5 Best Ways to Make Beach Running Part of Your Travel Workout

If you do a lot of traveling, especially to places like the Caribbean and Mediterranean, you’ll likely end up at a lot of destinations with beaches. So, you might as well use these sandy stretches as part of your workout.

And when you're done, you can always just plop down and enjoy the soft sands. After a refreshing plunge in the sea, that is.

Going to a warm-weather spot where the beaches are the hot spots? You know, the Caribbean Islands, Hawaii, Spain, Southern France, Indonesia.

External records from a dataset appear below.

//! Punctuation-based line segmentation for Chinese text of unknown encoding
//!
//! The crate reads a file whose encoding is not known in advance, decodes it
//! by trying a fixed candidate list (utf-8, gbk, gb18030, utf-16), inserts a
//! line break after each sentence-ending punctuation mark, and writes the
//! result back out as UTF-8.
//!
//! # Example
//!
//! ```rust
//! use duanju_core::Segmenter;
//!
//! let segmenter = Segmenter::new();
//! assert_eq!(segmenter.segment("你好。再见！"), "你好。\n再见！\n");
//! ```
//!
//! File-to-file use goes through [`TextNormalizer`], which reports the
//! detected encoding and the number of breaks inserted.

pub mod encoding;
pub mod error;
pub mod normalizer;
pub mod rules;
pub mod segmenter;

pub use encoding::{candidates, EncodingCandidate};
pub use error::{Error, Result};
pub use normalizer::{DecodedText, NormalizeReport, TextNormalizer};
pub use rules::{PunctuationRule, DEFAULT_RULES};
pub use segmenter::Segmenter;

#[cfg(test)]
mod tests {
    use super::*;

    #[test]
    fn test_public_exports() {
        let normalizer = TextNormalizer::new();
        assert_eq!(normalizer.segmenter().rules().len(), DEFAULT_RULES.len());
        assert_eq!(candidates().len(), 4);
    }

    #[test]
    fn test_segment_then_resegment_is_stable() {
        let segmenter = Segmenter::new();
        let once = segmenter.segment("今天下雨。出不了门！怎么办？在家待着；好。");
        assert_eq!(segmenter.segment(&once), once);
    }
}
//! Punctuation rule table

/// A delimiter character mapped to its replacement text
///
/// The replacement is always the delimiter itself followed by a line break,
/// so applying a rule never re-triggers it or any other rule.
#[derive(Debug, Clone, Copy, PartialEq, Eq)]
pub struct PunctuationRule {
    /// Character that triggers a break
    pub delimiter: char,
    /// Text substituted for the delimiter
    pub replacement: &'static str,
}

/// Break character inserted after each delimiter
pub const BREAK: char = '\n';

/// The fixed rule set, in application order
pub const DEFAULT_RULES: [PunctuationRule; 4] = [
    PunctuationRule {
        delimiter: '。',
        replacement: "。\n",
    },
    PunctuationRule {
        delimiter: '！',
        replacement: "！\n",
    },
    PunctuationRule {
        delimiter: '？',
        replacement: "？\n",
    },
    PunctuationRule {
        delimiter: '；',
        replacement: "；\n",
    },
];

impl PunctuationRule {
    /// Whether `c` triggers this rule
    pub fn matches(&self, c: char) -> bool {
        self.delimiter == c
    }
}
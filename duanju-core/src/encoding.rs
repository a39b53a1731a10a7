//! Candidate encodings and strict decode attempts
//!
//! Decoding uses the strict `encoding_rs` entry points so a malformed byte
//! sequence rejects the candidate instead of producing U+FFFD replacements.

use std::borrow::Cow;

use encoding_rs::{Encoding, GB18030, GBK, UTF_16BE, UTF_16LE, UTF_8};

/// One named encoding attempted during decode-detection
pub struct EncodingCandidate {
    name: &'static str,
    decode: fn(&[u8]) -> Option<String>,
}

impl EncodingCandidate {
    /// Name reported when this candidate succeeds
    pub fn name(&self) -> &'static str {
        self.name
    }

    /// Attempt a full strict decode of `bytes`
    pub fn decode(&self, bytes: &[u8]) -> Option<String> {
        (self.decode)(bytes)
    }
}

static CANDIDATES: [EncodingCandidate; 4] = [
    EncodingCandidate {
        name: "utf-8",
        decode: decode_utf8,
    },
    EncodingCandidate {
        name: "gbk",
        decode: decode_gbk,
    },
    EncodingCandidate {
        name: "gb18030",
        decode: decode_gb18030,
    },
    EncodingCandidate {
        name: "utf-16",
        decode: decode_utf16,
    },
];

/// Candidate encodings in priority order
///
/// The first candidate that decodes without error wins; no further check is
/// made that the decoded text is the "right" reading of the bytes. Note that
/// GBK shares the gb18030 decoder, so the `gb18030` entry only documents the
/// candidate set and cannot win over `gbk`.
pub fn candidates() -> &'static [EncodingCandidate] {
    &CANDIDATES
}

/// Decode `bytes` with the first candidate that accepts them
pub fn decode_with_candidates(bytes: &[u8]) -> Option<(String, &'static str)> {
    candidates()
        .iter()
        .find_map(|candidate| candidate.decode(bytes).map(|text| (text, candidate.name())))
}

fn decode_strict(encoding: &'static Encoding, bytes: &[u8]) -> Option<String> {
    encoding
        .decode_without_bom_handling_and_without_replacement(bytes)
        .map(Cow::into_owned)
}

fn decode_utf8(bytes: &[u8]) -> Option<String> {
    decode_strict(UTF_8, bytes)
}

fn decode_gbk(bytes: &[u8]) -> Option<String> {
    decode_strict(GBK, bytes)
}

fn decode_gb18030(bytes: &[u8]) -> Option<String> {
    decode_strict(GB18030, bytes)
}

/// UTF-16 with BOM sniffing: FF FE selects little-endian, FE FF big-endian,
/// and the BOM is stripped. Without a BOM the bytes are read as little-endian.
fn decode_utf16(bytes: &[u8]) -> Option<String> {
    let (encoding, payload) = match bytes {
        [0xFF, 0xFE, rest @ ..] => (UTF_16LE, rest),
        [0xFE, 0xFF, rest @ ..] => (UTF_16BE, rest),
        _ => (UTF_16LE, bytes),
    };
    decode_strict(encoding, payload)
}
//! Format command implementation

use std::io::Write;
use std::path::PathBuf;

use anyhow::Result;
use clap::Args;
use duanju_core::TextNormalizer;

use crate::config::CliConfig;
use crate::error::CliError;

/// Arguments for the format command
#[derive(Debug, Args)]
pub struct FormatArgs {
    /// Input file (falls back to the config file's files.input)
    #[arg(short, long, value_name = "FILE")]
    pub input: Option<PathBuf>,

    /// Output file (default: config's files.output, then stdout)
    #[arg(short, long, value_name = "FILE")]
    pub output: Option<PathBuf>,

    /// Configuration file
    #[arg(short, long, value_name = "FILE")]
    pub config: Option<PathBuf>,

    /// Suppress status output
    #[arg(short, long)]
    pub quiet: bool,

    /// Increase verbosity
    #[arg(short, long, action = clap::ArgAction::Count)]
    pub verbose: u8,
}

impl FormatArgs {
    /// Execute the format command
    pub fn execute(&self) -> Result<()> {
        self.init_logging();

        log::info!("Starting text normalization");
        log::debug!("Arguments: {:?}", self);

        let config = match &self.config {
            Some(path) => CliConfig::load(path)?,
            None => CliConfig::default(),
        };

        let input = self
            .input
            .clone()
            .or(config.files.input)
            .ok_or(CliError::MissingInput)?;
        let output = self.output.clone().or(config.files.output);

        let normalizer = TextNormalizer::new();
        match output {
            Some(path) => {
                let report = normalizer.normalize_file(&input, &path)?;
                if !self.quiet {
                    eprintln!("Detected encoding: {}", report.encoding);
                    eprintln!(
                        "✓ Wrote {} ({} breaks inserted)",
                        path.display(),
                        report.breaks_inserted
                    );
                }
            }
            None => {
                let decoded = normalizer.detect_and_read(&input)?;
                if !self.quiet {
                    eprintln!("Detected encoding: {}", decoded.encoding);
                }
                let formatted = normalizer.segmenter().segment(&decoded.text);
                let mut stdout = std::io::stdout();
                stdout.write_all(formatted.as_bytes())?;
                stdout.flush()?;
            }
        }

        Ok(())
    }

    /// Initialize logging based on verbosity level
    fn init_logging(&self) {
        let log_level = match self.verbose {
            0 => "warn",
            1 => "info",
            2 => "debug",
            _ => "trace",
        };

        if !self.quiet {
            env_logger::Builder::from_env(env_logger::Env::default().default_filter_or(log_level))
                .init();
        }
    }
}
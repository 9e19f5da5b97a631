use std::iter;

use numhex_engine::{GameState, LevelTargets};
use ratatui::{
    buffer::Buffer,
    layout::{Constraint, Layout, Rect},
    style::{Color, Modifier, Style},
    text::{Line, Span},
    widgets::Widget,
};

/// One line listing the targets of the level, completed ones struck in green.
#[derive(Debug)]
pub struct TargetsDisplay<'a> {
    targets: &'a LevelTargets,
}

impl<'a> TargetsDisplay<'a> {
    pub fn new(targets: &'a LevelTargets) -> Self {
        Self { targets }
    }
}

impl Widget for TargetsDisplay<'_> {
    fn render(self, area: Rect, buf: &mut Buffer) {
        let spans = self.targets.as_slice().iter().flat_map(|target| {
            let span = if target.is_completed() {
                Span::styled(
                    format!("✓{}", target.value()),
                    Style::default()
                        .fg(Color::Green)
                        .add_modifier(Modifier::CROSSED_OUT),
                )
            } else {
                Span::styled(
                    format!(" {}", target.value()),
                    Style::default().fg(Color::White).add_modifier(Modifier::BOLD),
                )
            };
            [span, Span::raw("  ")]
        });
        Line::from_iter(iter::once(Span::raw("TARGETS: ")).chain(spans))
            .centered()
            .render(area, buf);
    }
}

#[derive(Clone, Copy)]
enum Row {
    Empty,
    LabelValue(&'static str, &'static dyn Fn(&GameState) -> String),
}

const ROWS: &[Row] = &[
    Row::LabelValue("LEVEL:", &|state| state.level().to_string()),
    Row::LabelValue("SCORE:", &|state| state.total_score().to_string()),
    Row::LabelValue("STREAK:", &|state| format!("x{}", state.streak())),
    Row::Empty,
    Row::LabelValue("TIME:", &|state| {
        let secs = state.time_left();
        format!("{}:{:0>2}", secs / 60, secs % 60)
    }),
    Row::LabelValue("IQ:", &|state| format!("{:.0}", state.estimated_iq())),
];

/// Side panel with level, score, streak, countdown and IQ estimate.
#[derive(Debug)]
pub struct StatsDisplay<'a> {
    state: &'a GameState,
}

impl<'a> StatsDisplay<'a> {
    pub fn new(state: &'a GameState) -> Self {
        Self { state }
    }

    pub fn width() -> u16 {
        18
    }

    pub fn height() -> u16 {
        u16::try_from(ROWS.len()).unwrap_or(u16::MAX)
    }
}

impl Widget for StatsDisplay<'_> {
    fn render(self, area: Rect, buf: &mut Buffer) {
        let rows_areas =
            Layout::vertical((0..ROWS.len()).map(|_| Constraint::Length(1))).split(area);
        let low_time = self.state.time_left() <= 10;

        for (row, area) in iter::zip(ROWS.iter().copied(), rows_areas.iter().copied()) {
            let Row::LabelValue(label, value) = row else {
                continue;
            };
            let style = if low_time && label == "TIME:" {
                Style::default().fg(Color::Red).add_modifier(Modifier::BOLD)
            } else {
                Style::default()
            };
            let [label_area, value_area] =
                area.layout(&Layout::horizontal([Constraint::Fill(1), Constraint::Fill(1)]));
            Line::styled(label, style).left_aligned().render(label_area, buf);
            Line::styled(value(self.state), style)
                .right_aligned()
                .render(value_area, buf);
        }
    }
}
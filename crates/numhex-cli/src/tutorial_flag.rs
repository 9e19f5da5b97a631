use std::{
    fs,
    path::{Path, PathBuf},
};

use numhex_engine::TutorialFlag;

const FLAG_FILE: &str = "tutorial_completed";

/// Tutorial flag stored as a marker file in the state directory.
///
/// Write failures are logged and leave the flag unset for the next run.
#[derive(Debug, Clone)]
pub struct FileTutorialFlag {
    path: PathBuf,
    completed: bool,
}

impl FileTutorialFlag {
    pub fn open(state_dir: &Path) -> Self {
        let path = state_dir.join(FLAG_FILE);
        let completed = path.is_file();
        Self { path, completed }
    }
}

impl TutorialFlag for FileTutorialFlag {
    fn is_completed(&self) -> bool {
        self.completed
    }

    fn mark_completed(&mut self) {
        self.completed = true;
        let result = self
            .path
            .parent()
            .map_or(Ok(()), fs::create_dir_all)
            .and_then(|()| fs::write(&self.path, b"1\n"));
        if let Err(e) = result {
            log::warn!("cannot save {}: {e}", self.path.display());
        }
    }
}
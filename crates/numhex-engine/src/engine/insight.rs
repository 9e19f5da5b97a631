use crate::InsightError;

/// Commentary used whenever the provider fails.
pub const FALLBACK_INSIGHT: &str = "Great challenge! Push past your limits.";

/// Commentary used when the provider answers with nothing.
pub const EMPTY_INSIGHT: &str = "Keep going, your mind is quick!";

/// Identifies one insight request of a session.
///
/// Tickets only grow, so an answer to an older request can be recognized and
/// dropped.
#[derive(Debug, Clone, Copy, PartialEq, Eq, Hash, PartialOrd, Ord, derive_more::Display)]
#[display("#{_0}")]
pub struct InsightTicket(pub(crate) u64);

/// Performance summary sent to the commentary service.
#[derive(Debug, Clone, Copy, PartialEq, Eq)]
pub struct InsightRequest {
    pub ticket: InsightTicket,
    pub score: u64,
    pub level: u32,
    pub time_left: u32,
}

/// Source of post-level commentary.
pub trait InsightProvider {
    fn insight(&self, request: &InsightRequest) -> Result<String, InsightError>;
}

/// Asks `provider` for commentary, degrading to a canned line on failure.
///
/// Never fails.
pub fn resolve_insight(provider: &dyn InsightProvider, request: &InsightRequest) -> String {
    match provider.insight(request) {
        Ok(text) if !text.trim().is_empty() => text,
        Ok(_) => EMPTY_INSIGHT.to_owned(),
        Err(e) => {
            log::warn!("insight {} unavailable: {e}", request.ticket);
            FALLBACK_INSIGHT.to_owned()
        }
    }
}

/// Local provider picking a line from performance bands.
#[derive(Debug, Default, Clone, Copy)]
pub struct CannedInsight;

impl InsightProvider for CannedInsight {
    fn insight(&self, request: &InsightRequest) -> Result<String, InsightError> {
        let line = match (request.level, request.score) {
            (level, _) if level >= 10 => "Ten levels deep. Few minds keep this pace.",
            (_, score) if score >= 5000 => "A score like this takes real arithmetic instinct.",
            (level, _) if level >= 5 => "Solid logic under pressure. Keep the streak alive.",
            (_, _) if request.time_left >= 30 => "Fast and precise. Carry that time forward.",
            (_, score) if score >= 1000 => "Good rhythm. Chain more hits for bigger points.",
            _ => "Every path sharpens the mind. Try again!",
        };
        Ok(line.to_owned())
    }
}

/// Provider that requires an API key before answering.
///
/// Without a key every request fails with
/// [`InsightError::MissingCredentials`].
#[derive(Debug, Clone)]
pub struct KeyedInsight<P> {
    api_key: Option<String>,
    inner: P,
}

impl<P> KeyedInsight<P> {
    #[must_use]
    pub fn new(api_key: Option<String>, inner: P) -> Self {
        let api_key = api_key.filter(|key| !key.trim().is_empty());
        Self { api_key, inner }
    }

    #[must_use]
    pub fn has_credentials(&self) -> bool {
        self.api_key.is_some()
    }
}

impl<P: InsightProvider> InsightProvider for KeyedInsight<P> {
    fn insight(&self, request: &InsightRequest) -> Result<String, InsightError> {
        if self.api_key.is_none() {
            return Err(InsightError::MissingCredentials);
        }
        self.inner.insight(request)
    }
}
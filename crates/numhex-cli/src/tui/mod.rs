//! Minimal tick and render loop for terminal screens.

pub use self::{app::App, runtime::Runtime};

mod app;
mod event_loop;
mod runtime;
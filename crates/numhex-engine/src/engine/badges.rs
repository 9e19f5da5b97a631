use serde::{Deserialize, Serialize};

use crate::GameState;

/// Best results a player has reached.
#[derive(Debug, Default, Clone, Copy, PartialEq, Serialize, Deserialize)]
pub struct PlayerStats {
    pub total_score: u64,
    pub max_level: u32,
    pub estimated_iq: f64,
}

impl From<&GameState> for PlayerStats {
    fn from(state: &GameState) -> Self {
        Self {
            total_score: state.total_score(),
            max_level: state.level(),
            estimated_iq: state.estimated_iq(),
        }
    }
}

/// Achievement unlocked by reaching a score, level or IQ threshold.
#[derive(Debug, Clone, Copy, PartialEq, Eq, Hash, derive_more::Display)]
pub enum Badge {
    #[display("Rookie")]
    Rookie,
    #[display("Promise")]
    Score1000,
    #[display("Sharp")]
    Iq110,
    #[display("Climber")]
    Level10,
    #[display("Expert")]
    Score5000,
    #[display("Genius")]
    Iq130,
    #[display("Legend")]
    Score10000,
    #[display("Visionary")]
    Iq145,
}

impl Badge {
    pub const ALL: [Self; 8] = [
        Self::Rookie,
        Self::Score1000,
        Self::Iq110,
        Self::Level10,
        Self::Score5000,
        Self::Iq130,
        Self::Score10000,
        Self::Iq145,
    ];

    /// Stable identifier, as stored by the backend.
    #[must_use]
    pub fn id(self) -> &'static str {
        match self {
            Self::Rookie => "rookie",
            Self::Score1000 => "score_1000",
            Self::Iq110 => "iq_110",
            Self::Level10 => "level_10",
            Self::Score5000 => "score_5000",
            Self::Iq130 => "iq_130",
            Self::Score10000 => "score_10000",
            Self::Iq145 => "iq_145",
        }
    }

    #[must_use]
    pub fn description(self) -> &'static str {
        match self {
            Self::Rookie => "Start the journey. Reach level 2.",
            Self::Score1000 => "Reach 1,000 total points.",
            Self::Iq110 => "Reach an estimated IQ of 110.",
            Self::Level10 => "Reach level 10.",
            Self::Score5000 => "Reach 5,000 total points.",
            Self::Iq130 => "Reach an estimated IQ of 130.",
            Self::Score10000 => "Reach 10,000 total points.",
            Self::Iq145 => "Reach an estimated IQ of 145.",
        }
    }

    #[must_use]
    pub fn is_unlocked(self, stats: &PlayerStats) -> bool {
        match self {
            Self::Rookie => stats.max_level >= 2,
            Self::Level10 => stats.max_level >= 10,
            Self::Score1000 => stats.total_score >= 1000,
            Self::Score5000 => stats.total_score >= 5000,
            Self::Score10000 => stats.total_score >= 10_000,
            Self::Iq110 => stats.estimated_iq >= 110.0,
            Self::Iq130 => stats.estimated_iq >= 130.0,
            Self::Iq145 => stats.estimated_iq >= 145.0,
        }
    }

    /// Badges unlocked by `stats`, in declaration order.
    ///
    /// ```
    /// use numhex_engine::{Badge, PlayerStats};
    ///
    /// let stats = PlayerStats {
    ///     total_score: 1200,
    ///     max_level: 3,
    ///     estimated_iq: 104.0,
    /// };
    /// assert_eq!(Badge::unlocked(&stats), [Badge::Rookie, Badge::Score1000]);
    /// ```
    #[must_use]
    pub fn unlocked(stats: &PlayerStats) -> Vec<Self> {
        Self::ALL
            .into_iter()
            .filter(|badge| badge.is_unlocked(stats))
            .collect()
    }
}
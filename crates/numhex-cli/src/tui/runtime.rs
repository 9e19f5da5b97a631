use std::io;

use crossterm::{
    event::{DisableMouseCapture, EnableMouseCapture},
    execute,
};
use ratatui::DefaultTerminal;

use super::{
    App,
    event_loop::{EventLoop, TuiEvent},
};

const FRAME_RATE: u32 = 30;

/// Terminal runtime: owns the terminal while an [`App`] runs.
#[derive(Debug)]
pub struct Runtime {
    events: EventLoop,
}

impl Runtime {
    #[must_use]
    pub fn new(tick_rate: u32) -> Self {
        Self {
            events: EventLoop::new(tick_rate, FRAME_RATE),
        }
    }

    /// Sets how many times per second [`App::update`] is called.
    pub fn set_tick_rate(&mut self, rate: u32) {
        self.events.set_tick_rate(rate);
    }

    /// Runs `app` with mouse capture until it asks to exit.
    pub fn run<A>(mut self, app: &mut A) -> io::Result<()>
    where
        A: App,
    {
        app.init(&mut self);

        ratatui::run(|terminal| {
            execute!(io::stdout(), EnableMouseCapture)?;
            let result = self.drive(terminal, app);
            execute!(io::stdout(), DisableMouseCapture)?;
            result
        })
    }

    fn drive<A>(&mut self, terminal: &mut DefaultTerminal, app: &mut A) -> io::Result<()>
    where
        A: App,
    {
        while !app.should_exit() {
            match self.events.next()? {
                TuiEvent::Tick => app.update(self),
                TuiEvent::Render => {
                    terminal.draw(|frame| app.draw(frame))?;
                }
                TuiEvent::Input(event) => app.handle_event(self, &event),
            }
        }
        Ok(())
    }
}
use std::path::Path;

use anyhow::Context as _;
use numhex_duel::DuelConfig;
use numhex_engine::GameConfig;
use serde::{Deserialize, Serialize};

use crate::util;

/// Contents of the `--config` file.
#[derive(Debug, Default, Clone, PartialEq, Serialize, Deserialize)]
#[serde(default)]
pub struct CliConfig {
    #[serde(flatten)]
    pub game: GameConfig,
    pub duel: DuelConfig,
}

impl CliConfig {
    pub fn load(path: Option<&Path>) -> anyhow::Result<Self> {
        let config: Self = match path {
            Some(path) => util::read_json_file("config", path)?,
            None => Self::default(),
        };
        config
            .game
            .validate()
            .context("Invalid game configuration")?;
        anyhow::ensure!(config.duel.tick_rate > 0, "duel.tick_rate must be positive");
        anyhow::ensure!(
            config.duel.target_score > 0,
            "duel.target_score must be positive"
        );
        Ok(config)
    }
}

#[cfg(test)]
mod tests {
    use numhex_engine::Topology;

    use super::*;

    #[test]
    fn test_flattened_sections() {
        let config: CliConfig = serde_json::from_str(
            r#"{ "grid": { "topology": "unrestricted" }, "duel": { "launch_delay_ms": 0 } }"#,
        )
        .unwrap();
        assert_eq!(config.game.grid.topology, Topology::Unrestricted);
        assert_eq!(config.game.grid.cols, 5);
        assert_eq!(config.duel.launch_delay_ms, 0);
        assert_eq!(config.duel.target_score, 5);
    }

    #[test]
    fn test_default_is_valid() {
        assert_eq!(CliConfig::load(None).unwrap(), CliConfig::default());
    }
}
use std::collections::VecDeque;

use crate::{Grid, Level, LevelGenerator};

/// Look-ahead queue of generated levels.
///
/// The buffer starts empty, so the first level of a session is generated on
/// demand. Every pop tops the queue back up to its capacity, which keeps the
/// next level ready before the current one ends.
///
/// # Example
///
/// ```
/// use numhex_engine::{GameConfig, GridSeed, LevelBuffer, LevelGenerator};
///
/// let generator = LevelGenerator::with_seed(&GameConfig::default(), GridSeed::from_u128(1));
/// let mut buffer = LevelBuffer::new(generator, 2);
/// assert_eq!(buffer.upcoming().count(), 0);
///
/// let _first = buffer.pop_next();
/// assert_eq!(buffer.upcoming().count(), 2);
/// ```
#[derive(Debug, Clone)]
pub struct LevelBuffer {
    generator: LevelGenerator,
    queue: VecDeque<Level>,
    capacity: usize,
}

impl LevelBuffer {
    #[must_use]
    pub fn new(generator: LevelGenerator, capacity: usize) -> Self {
        Self {
            generator,
            queue: VecDeque::with_capacity(capacity),
            capacity,
        }
    }

    fn fill(&mut self) {
        while self.queue.len() < self.capacity {
            let level = self.generator.generate_level();
            self.queue.push_back(level);
        }
    }

    /// Takes the next level, generating it if the queue is empty.
    pub fn pop_next(&mut self) -> Level {
        let level = self
            .queue
            .pop_front()
            .unwrap_or_else(|| self.generator.generate_level());
        self.fill();
        level
    }

    /// Generates a fresh grid for the level in progress.
    ///
    /// Targets are untouched, and queued levels are not consumed.
    pub fn regenerate_grid(&mut self) -> Grid {
        self.generator.generate_grid()
    }

    pub fn upcoming(&self) -> impl Iterator<Item = &Level> + '_ {
        self.queue.iter()
    }

    /// Drops every queued level.
    pub fn clear(&mut self) {
        self.queue.clear();
    }
}
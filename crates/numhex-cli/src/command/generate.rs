use std::path::PathBuf;

use numhex_engine::{GameConfig, GridSeed, Level, LevelGenerator};
use rand::Rng as _;
use serde::{Deserialize, Serialize};

use crate::{config::CliConfig, util};

/// Levels generated from one seed, as written by `generate`.
#[derive(Debug, Clone, PartialEq, Serialize, Deserialize)]
pub(crate) struct LevelPack {
    pub(crate) seed: GridSeed,
    pub(crate) config: GameConfig,
    pub(crate) levels: Vec<Level>,
}

impl LevelPack {
    pub(crate) fn generate(config: &GameConfig, seed: GridSeed, count: usize) -> Self {
        let mut generator = LevelGenerator::with_seed(config, seed);
        let levels = (0..count).map(|_| generator.generate_level()).collect();
        Self {
            seed,
            config: config.clone(),
            levels,
        }
    }
}

#[derive(Debug, Clone, clap::Args)]
pub(crate) struct GenerateArg {
    /// Seed for level generation (32 hex digits); random when omitted
    #[clap(long)]
    seed: Option<GridSeed>,
    /// Number of levels to generate
    #[clap(long, default_value_t = 1)]
    levels: usize,
    /// Output file path (stdout when omitted)
    #[clap(long)]
    output: Option<PathBuf>,
}

pub(crate) fn run(config: &CliConfig, arg: &GenerateArg) -> anyhow::Result<()> {
    let GenerateArg {
        seed,
        levels,
        output,
    } = arg;

    let seed = seed.unwrap_or_else(|| rand::rng().random());
    let pack = LevelPack::generate(&config.game, seed, *levels);
    eprintln!("Generated {} levels from seed {seed}", pack.levels.len());
    util::save_json(&pack, output.as_deref())?;
    Ok(())
}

Trying a little beach running can be a great way to mix up your routine and also make sure you stay on track while traveling. Here is what you should know about running on the beach.

1. Go Early or Late

Nothing could be more Zen than rising at the crack of dawn and getting your blood pumping with a run on the beach as the sun starts rising over the horizon. This is a perfect way to get the day started and enhance your mood for the rest of the wonderful vacation experiences to come. You can also put on a capper while taking a jog as the sun sets, and you'll be all primed and pumped up for a night of eating, drinking and dancing.   

The primary reason to time your beach run for sunset or sunrise, though, is that you won't be out under the blazing sun at its hottest. Or maybe that's your thing. You like a little bit of torture when you train. Do your thing. Burn, baby, burn!

2. Set a Proper Pace

Running on sand is more difficult than running on a solid surface. The beach is softer and undulating. You might have to dodge a kid who suddenly makes a break toward the water chasing a ball. This is a beach after all.

The people frolicking at the water's edge certainly may outnumber those using it for a running track. These conditions conspire to keep you from banging out your typical mile times. No worries. You're still getting all the benefits of a fabulous workout. 

3. Mix It Up

Run on the wet sand. This will be firmer and allow for your typical gait. But it's also sloping, so you should run half the time one way and turn around and run in the opposite direction for the remainder of your workout. That way you get even wear on both feet, knees and hips. Dedicate some time in each workout to running on the dry and fluffier sand.

This increases the intensity as you have to work much harder to move on this type of surface. It also works the muscles and tendons in your legs and feet in ways you probably are not used to.

4. Go Barefoot

Soft sand in your toes is just what you thought about when planning a beach vacation. And maybe your friends think you're crazy for rising for early morning runs on your Caribbean getaway, but that's just how you roll. But don't push it when you choose no shoes.

Take it easy, enjoy a slower pace and fewer miles during these barefoot beach runs because if you're new to running with your feet au naturel, you will definitely notice the fatigue setting in to your calves, ankles and achilles tendons, as well as your arches and the muscles on the top of your feet.

Keep your eyes down, though; not much is worse than a stepping barefoot onto a jagged seashell.

5. Have Fun

In addition to your typical jogging, mix in some sprints in the soft sand. Add pushups, burpees, jumping jacks and sand crawls. Heck, do some cartwheels if you want — and be sure to cool off and clean up by jumping into the sea. Time to celebrate. You're on vacation, just crushed a beach workout and are about to head to the poolside bar for a day of lounging and a few fruity cocktails (you know, the ones with the umbrellas in them).